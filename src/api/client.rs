//! HTTP 客户端核心
//!
//! 每个领域 API 函数恰好发起一次 HTTP 调用并原样返回结果，
//! 不做本地校验、转换、重试或缓存。

use std::sync::Arc;

use leptos::prelude::use_context;
use serde::Serialize;
use serde::de::DeserializeOwned;

use super::error::{ApiError, ApiResult};
use super::query::Query;
use super::session_layer::SessionLayer;
use super::transport::{API_BASE, ApiRequest, FetchTransport, HttpMethod, Transport};
use crate::session::SessionStore;

/// 类型化的 API 客户端
///
/// 对传输层泛型，使得中间件与测试替身都可以直接替换。
pub struct ApiClient<T: Transport> {
    transport: T,
}

/// 生产环境客户端：fetch 传输 + 会话中间件
pub type Api = ApiClient<SessionLayer<FetchTransport>>;

impl Api {
    /// 构造生产环境客户端
    ///
    /// 中间件在此显式装配，调用方能从类型看到 401 处理的存在。
    pub fn new(session: Arc<SessionStore>, on_unauthorized: Arc<dyn Fn() + Send + Sync>) -> Self {
        ApiClient::with_transport(SessionLayer::new(
            FetchTransport::new(API_BASE),
            session,
            on_unauthorized,
        ))
    }
}

impl<T: Transport> ApiClient<T> {
    pub fn with_transport(transport: T) -> Self {
        Self { transport }
    }

    /// 发起 GET 请求
    pub(crate) async fn get<R: DeserializeOwned>(&self, path: &str, query: Query) -> ApiResult<R> {
        let req = ApiRequest::new(HttpMethod::Get, path).with_query(query);
        self.dispatch(req).await
    }

    /// 发起 POST 请求（JSON 请求体）
    pub(crate) async fn post<B: Serialize, R: DeserializeOwned>(
        &self,
        path: &str,
        body: &B,
    ) -> ApiResult<R> {
        let body =
            serde_json::to_value(body).map_err(|e| ApiError::Serialization(e.to_string()))?;
        let req = ApiRequest::new(HttpMethod::Post, path).with_body(body);
        self.dispatch(req).await
    }

    async fn dispatch<R: DeserializeOwned>(&self, req: ApiRequest) -> ApiResult<R> {
        let response = self.transport.send(req).await?;
        if !response.ok() {
            return Err(ApiError::Status {
                status: response.status,
                body: response.body,
            });
        }
        response.json()
    }
}

/// 从 Context 获取 API 客户端
pub fn use_api() -> Arc<Api> {
    use_context::<Arc<Api>>().expect("Api client should be provided")
}
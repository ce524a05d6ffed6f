//! HTTP 传输层
//!
//! `Transport` trait 定义请求-响应抽象，生产实现 `FetchTransport`
//! 基于浏览器 fetch（gloo-net），并统一附加固定的 base path 与
//! 30 秒全局超时。中间件与测试替身都实现同一个 trait，
//! 从而解耦具体的 HTTP 实现。

use async_trait::async_trait;

use super::error::{ApiError, ApiResult};
use super::query::Query;

/// 固定的后端 API base path
pub const API_BASE: &str = "/api/v1";

/// 全局请求超时（毫秒）
pub const REQUEST_TIMEOUT_MS: u32 = 30_000;

/// HTTP 请求方法（本层只使用 GET / POST）
#[derive(Debug, Clone, Copy, PartialEq, Eq)]
pub enum HttpMethod {
    Get,
    Post,
}

impl HttpMethod {
    pub fn as_str(&self) -> &'static str {
        match self {
            HttpMethod::Get => "GET",
            HttpMethod::Post => "POST",
        }
    }
}

/// 通用 HTTP 请求结构
#[derive(Debug, Clone)]
pub struct ApiRequest {
    pub method: HttpMethod,
    pub path: String,
    pub query: Vec<(String, String)>,
    pub headers: Vec<(String, String)>,
    pub body: Option<serde_json::Value>,
}

impl ApiRequest {
    pub fn new(method: HttpMethod, path: impl Into<String>) -> Self {
        Self {
            method,
            path: path.into(),
            query: Vec::new(),
            headers: Vec::new(),
            body: None,
        }
    }

    pub fn with_query(mut self, query: Query) -> Self {
        self.query = query.into_pairs();
        self
    }

    pub fn with_header(mut self, key: &str, value: &str) -> Self {
        self.headers.push((key.to_string(), value.to_string()));
        self
    }

    pub fn with_body(mut self, body: serde_json::Value) -> Self {
        self.body = Some(body);
        self
    }
}

/// 通用 HTTP 响应结构
#[derive(Debug, Clone)]
pub struct ApiResponse {
    pub status: u16,
    pub body: String,
}

impl ApiResponse {
    /// 响应是否成功 (2xx)
    pub fn ok(&self) -> bool {
        (200..300).contains(&self.status)
    }

    /// 将响应体解析为指定类型
    pub fn json<T: serde::de::DeserializeOwned>(&self) -> ApiResult<T> {
        serde_json::from_str(&self.body).map_err(|e| ApiError::Serialization(e.to_string()))
    }
}

/// HTTP 传输抽象
///
/// `(?Send)` 是因为 WASM 单线程环境下 JS 相关类型不是 Send 的。
#[async_trait(?Send)]
pub trait Transport {
    async fn send(&self, req: ApiRequest) -> ApiResult<ApiResponse>;
}

// =========================================================
// 生产实现: 浏览器 fetch
// =========================================================

/// 基于浏览器 fetch 的传输实现
pub struct FetchTransport {
    base_url: String,
}

impl FetchTransport {
    pub fn new(base_url: &str) -> Self {
        Self {
            base_url: base_url.trim_end_matches('/').to_string(),
        }
    }

    fn url(&self, path: &str) -> String {
        if path.starts_with('/') {
            format!("{}{}", self.base_url, path)
        } else {
            format!("{}/{}", self.base_url, path)
        }
    }

    async fn dispatch(&self, req: ApiRequest) -> ApiResult<ApiResponse> {
        use gloo_net::http::Request;

        let url = self.url(&req.path);
        let builder = match req.method {
            HttpMethod::Get => Request::get(&url),
            HttpMethod::Post => Request::post(&url),
        };

        let mut builder =
            builder.query(req.query.iter().map(|(k, v)| (k.as_str(), v.as_str())));
        for (key, value) in &req.headers {
            builder = builder.header(key, value);
        }

        let response = match req.body {
            Some(body) => builder
                .header("Content-Type", "application/json")
                .body(body.to_string())
                .map_err(|e| ApiError::Network(e.to_string()))?
                .send()
                .await,
            None => builder.send().await,
        }
        .map_err(|e| ApiError::Network(e.to_string()))?;

        let status = response.status();
        let body = response
            .text()
            .await
            .map_err(|e| ApiError::Network(e.to_string()))?;

        Ok(ApiResponse { status, body })
    }
}

#[async_trait(?Send)]
impl Transport for FetchTransport {
    async fn send(&self, req: ApiRequest) -> ApiResult<ApiResponse> {
        use futures::FutureExt;
        use futures::{pin_mut, select};
        use gloo_timers::future::TimeoutFuture;

        // fetch 没有原生超时，通过与定时器竞争实现全局 30 秒上限
        let request = self.dispatch(req).fuse();
        let timeout = TimeoutFuture::new(REQUEST_TIMEOUT_MS).fuse();
        pin_mut!(request, timeout);

        select! {
            result = request => result,
            _ = timeout => Err(ApiError::Timeout),
        }
    }
}
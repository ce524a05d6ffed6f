//! 查询参数构造
//!
//! 稀疏构造：未设置的可选过滤条件完全不出现在请求里，
//! 而不是作为空字符串或 null 发送。

/// 查询参数构建器
#[derive(Debug, Clone, Default)]
pub struct Query {
    pairs: Vec<(String, String)>,
}

impl Query {
    pub fn new() -> Self {
        Self::default()
    }

    /// 追加必选参数
    pub fn push(mut self, key: &str, value: impl ToString) -> Self {
        self.pairs.push((key.to_string(), value.to_string()));
        self
    }

    /// 追加可选参数；`None` 或空值时完全省略
    pub fn push_opt(mut self, key: &str, value: Option<impl ToString>) -> Self {
        if let Some(value) = value {
            let value = value.to_string();
            if !value.is_empty() {
                self.pairs.push((key.to_string(), value));
            }
        }
        self
    }

    /// 追加列表参数，逗号拼接；空列表时完全省略
    pub fn push_list<S: AsRef<str>>(mut self, key: &str, values: &[S]) -> Self {
        if !values.is_empty() {
            let joined = values
                .iter()
                .map(|v| v.as_ref())
                .collect::<Vec<_>>()
                .join(",");
            self.pairs.push((key.to_string(), joined));
        }
        self
    }

    pub fn into_pairs(self) -> Vec<(String, String)> {
        self.pairs
    }
}

#[cfg(test)]
mod tests {
    use super::*;

    #[test]
    fn push_always_carries_the_pair() {
        let pairs = Query::new().push("page", 1).push("order", "desc").into_pairs();
        assert_eq!(
            pairs,
            vec![
                ("page".to_string(), "1".to_string()),
                ("order".to_string(), "desc".to_string()),
            ]
        );
    }

    #[test]
    fn push_opt_omits_none_and_empty() {
        let pairs = Query::new()
            .push_opt("quarter", None::<&str>)
            .push_opt("country", Some(""))
            .push_opt("user", Some("alice"))
            .into_pairs();
        assert_eq!(pairs, vec![("user".to_string(), "alice".to_string())]);
    }

    #[test]
    fn push_list_joins_with_comma() {
        let pairs = Query::new()
            .push_list("countries", &["US", "CN"])
            .into_pairs();
        assert_eq!(pairs, vec![("countries".to_string(), "US,CN".to_string())]);
    }

    #[test]
    fn push_list_omits_empty_slice() {
        let pairs = Query::new()
            .push_list("genius_levels", &Vec::<String>::new())
            .into_pairs();
        assert!(pairs.is_empty());
    }
}
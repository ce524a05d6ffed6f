//! 认证模块
//!
//! 管理用户认证状态，与路由系统解耦：路由服务通过注入的认证信号
//! 检查认证状态；持久化凭据统一经由 `SessionStore` 读写。

use std::sync::Arc;

use leptos::prelude::*;

use crate::api::{ApiClient, Transport};
use crate::session::{SessionCredential, SessionStore, StoredUser};

/// 认证状态
#[derive(Clone, Default)]
pub struct AuthState {
    /// 是否已认证
    pub is_authenticated: bool,
    /// 当前用户（仅在认证成功后存在）
    pub user: Option<StoredUser>,
}

/// 认证上下文
///
/// 包含读写信号，通过 Context 在组件间共享。
#[derive(Clone, Copy)]
pub struct AuthContext {
    /// 认证状态（只读）
    pub state: ReadSignal<AuthState>,
    /// 设置认证状态（写入）
    pub set_state: WriteSignal<AuthState>,
}

impl AuthContext {
    /// 创建新的认证上下文
    pub fn new() -> Self {
        let (state, set_state) = signal(AuthState::default());
        Self { state, set_state }
    }

    /// 获取认证状态信号（用于路由服务注入）
    pub fn is_authenticated_signal(&self) -> Signal<bool> {
        let state = self.state;
        Signal::derive(move || state.get().is_authenticated)
    }
}

impl Default for AuthContext {
    fn default() -> Self {
        Self::new()
    }
}

/// 从 Context 获取认证上下文
pub fn use_auth() -> AuthContext {
    use_context::<AuthContext>().expect("AuthContext should be provided")
}

/// 初始化认证状态
///
/// 从会话存储恢复上次的登录状态；守卫只信任本地标记，
/// 凭据是否仍然有效要到下一次 API 调用才能知道。
pub fn init_auth(ctx: &AuthContext, session: &SessionStore) {
    let is_authenticated = session.is_authenticated();
    let user = session.user();
    ctx.set_state.update(move |state| {
        state.is_authenticated = is_authenticated;
        state.user = user;
    });
}

/// 使用 WQ ID 登录并持久化会话
///
/// # Returns
/// 登录失败时返回可展示的错误消息
pub async fn login<T: Transport>(
    ctx: &AuthContext,
    api: &ApiClient<T>,
    session: &SessionStore,
    wq_id: &str,
) -> Result<(), String> {
    let response = api.login(wq_id).await.map_err(|e| e.to_string())?;

    match response.access_token {
        Some(token) if response.success => {
            let credential = SessionCredential {
                token,
                token_type: response.token_type,
                wq_id: response.wq_id.unwrap_or_else(|| wq_id.to_string()),
                username: response.username,
            };
            session.set(&credential);

            let user = StoredUser {
                wq_id: credential.wq_id.clone(),
                username: credential.username.clone(),
            };
            ctx.set_state.update(move |state| {
                state.is_authenticated = true;
                state.user = Some(user);
            });
            Ok(())
        }
        _ => Err(response.message),
    }
}

/// 注销并清除会话
///
/// 不需要手动导航，路由服务会监听认证状态变化并自动重定向。
pub fn logout(ctx: &AuthContext, session: &SessionStore) {
    session.clear();
    ctx.set_state.update(|state| {
        state.is_authenticated = false;
        state.user = None;
    });
}

/// 401 处理回调
///
/// 交给会话中间件，在任何请求收到 401 时将认证信号置为未认证；
/// 会话键本身由中间件先行清除。
pub fn make_unauthorized_hook(ctx: &AuthContext) -> Arc<dyn Fn() + Send + Sync> {
    let set_state = ctx.set_state;
    Arc::new(move || {
        set_state.update(|state| {
            state.is_authenticated = false;
            state.user = None;
        });
    })
}
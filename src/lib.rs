//! Brainboard 前端应用
//!
//! 排名/排行榜统计仪表盘的客户端数据访问与路由层，
//! 采用 Context-Driven 的高内聚低耦合架构：
//! - `api`: 类型化远程数据访问层（传输抽象 + 会话中间件 + 领域模块）
//! - `types`: 请求/响应载荷形状
//! - `session`: 会话凭据存储（三个存储键的唯一持有者）
//! - `auth`: 认证状态管理
//! - `web::route` / `web::router`: 路由定义与带守卫的路由服务
//! - `components`: UI 组件层

pub mod api;
pub mod auth;
pub mod country;
pub mod session;
pub mod types;

mod components {
    pub mod combined;
    pub mod dashboard;
    pub mod genius;
    pub mod home;
    pub mod login;
    pub mod nav;
    pub mod notice;
    pub mod profile;
    pub mod trends;
    pub mod value_factor;
}

pub(crate) mod web {
    pub mod console;
    pub mod route;
    pub mod router;
}

use std::sync::Arc;

use leptos::prelude::*;

use crate::api::Api;
use crate::auth::{AuthContext, init_auth, make_unauthorized_hook};
use crate::components::combined::CombinedPage;
use crate::components::dashboard::DashboardPage;
use crate::components::genius::GeniusPage;
use crate::components::home::HomePage;
use crate::components::login::LoginPage;
use crate::components::nav::NavBar;
use crate::components::notice::NoticePage;
use crate::components::profile::ProfilePage;
use crate::components::trends::TrendsPage;
use crate::components::value_factor::ValueFactorPage;
use crate::session::SessionStore;
use crate::web::route::AppRoute;
use crate::web::router::{Router, RouterOutlet};

/// 路由匹配函数
///
/// 根据 AppRoute 枚举返回对应的视图组件；受保护页面统一带导航栏。
fn route_matcher(route: AppRoute) -> AnyView {
    match route {
        AppRoute::Login => view! { <LoginPage /> }.into_any(),
        AppRoute::Home => view! { <NavBar /> <HomePage /> }.into_any(),
        AppRoute::Profile => view! { <NavBar /> <ProfilePage /> }.into_any(),
        AppRoute::Dashboard => view! { <NavBar /> <DashboardPage /> }.into_any(),
        AppRoute::Trends => view! { <NavBar /> <TrendsPage /> }.into_any(),
        AppRoute::Genius => view! { <NavBar /> <GeniusPage /> }.into_any(),
        AppRoute::Notice => view! { <NavBar /> <NoticePage /> }.into_any(),
        AppRoute::ValueFactor => view! { <NavBar /> <ValueFactorPage /> }.into_any(),
        AppRoute::Combined => view! { <NavBar /> <CombinedPage /> }.into_any(),
        AppRoute::NotFound => view! {
            <div class="flex items-center justify-center min-h-screen bg-base-200">
                <div class="text-center">
                    <h1 class="text-6xl font-bold text-error">"404"</h1>
                    <p class="text-xl mt-4">"页面未找到"</p>
                </div>
            </div>
        }
        .into_any(),
    }
}

#[component]
pub fn App() -> impl IntoView {
    // 1. 会话存储：三个存储键的唯一持有者
    let session = Arc::new(SessionStore::browser());

    // 2. 认证上下文，并从会话存储恢复状态
    let auth_ctx = AuthContext::new();
    provide_context(auth_ctx);
    init_auth(&auth_ctx, &session);

    // 3. API 客户端：fetch 传输 + 显式装配的会话中间件，
    //    401 时由中间件清会话并通过回调将认证信号置为未认证
    let api = Arc::new(Api::new(
        Arc::clone(&session),
        make_unauthorized_hook(&auth_ctx),
    ));
    provide_context(api);
    provide_context(session);

    // 4. 路由器组件：注入认证信号实现守卫
    let is_authenticated = auth_ctx.is_authenticated_signal();

    view! {
        <Router is_authenticated=is_authenticated>
            <RouterOutlet matcher=route_matcher />
        </Router>
    }
}
//! 登录页面

use leptos::prelude::*;
use leptos::task::spawn_local;

use crate::api::use_api;
use crate::auth::{login, use_auth};
use crate::session::use_session;

#[component]
pub fn LoginPage() -> impl IntoView {
    let auth_ctx = use_auth();
    let api = use_api();
    let session = use_session();

    let (wq_id, set_wq_id) = signal(String::new());
    let (is_submitting, set_is_submitting) = signal(false);
    let (error_msg, set_error_msg) = signal(Option::<String>::None);

    let on_submit = move |ev: leptos::web_sys::SubmitEvent| {
        ev.prevent_default();
        if wq_id.get().trim().is_empty() {
            set_error_msg.set(Some("请输入 WQ ID".to_string()));
            return;
        }

        set_is_submitting.set(true);
        set_error_msg.set(None);

        let api = api.clone();
        let session = session.clone();
        spawn_local(async move {
            // 登录成功后路由服务会监听认证状态变化并自动跳转首页
            if let Err(msg) = login(
                &auth_ctx,
                api.as_ref(),
                session.as_ref(),
                wq_id.get_untracked().trim(),
            )
            .await
            {
                set_error_msg.set(Some(msg));
            }
            set_is_submitting.set(false);
        });
    };

    view! {
        <div class="hero min-h-screen bg-base-200">
            <div class="hero-content flex-col w-full max-w-md">
                <div class="text-center mb-4">
                    <h1 class="text-3xl font-bold">"Brainboard"</h1>
                    <p class="text-base-content/70">"输入 WQ ID 登录查看排名统计"</p>
                </div>

                <div class="card shrink-0 w-full shadow-2xl bg-base-100">
                    <form class="card-body" on:submit=on_submit>
                        <Show when=move || error_msg.get().is_some()>
                            <div role="alert" class="alert alert-error text-sm py-2">
                                <span>{move || error_msg.get().unwrap_or_default()}</span>
                            </div>
                        </Show>

                        <div class="form-control">
                            <label class="label" for="wq-id">
                                <span class="label-text">"WQ ID"</span>
                            </label>
                            <input
                                id="wq-id"
                                type="text"
                                placeholder="WQ000000"
                                on:input=move |ev| set_wq_id.set(event_target_value(&ev))
                                prop:value=wq_id
                                class="input input-bordered"
                                required
                            />
                        </div>
                        <div class="form-control mt-6">
                            <button class="btn btn-primary" disabled=move || is_submitting.get()>
                                {move || {
                                    if is_submitting.get() {
                                        view! {
                                            <span class="loading loading-spinner"></span>
                                            "登录中..."
                                        }
                                            .into_any()
                                    } else {
                                        "登录".into_any()
                                    }
                                }}
                            </button>
                        </div>
                    </form>
                </div>
            </div>
        </div>
    }
}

===

_EXERCISE AIM:_ Which lines of the records above hold the word "hero"? Copy each one out.

_OUTPUT FOR THIS EXERCISE:_
        <div class="hero min-h-screen bg-base-200">
            <div class="hero-content flex-col w-full max-w-md">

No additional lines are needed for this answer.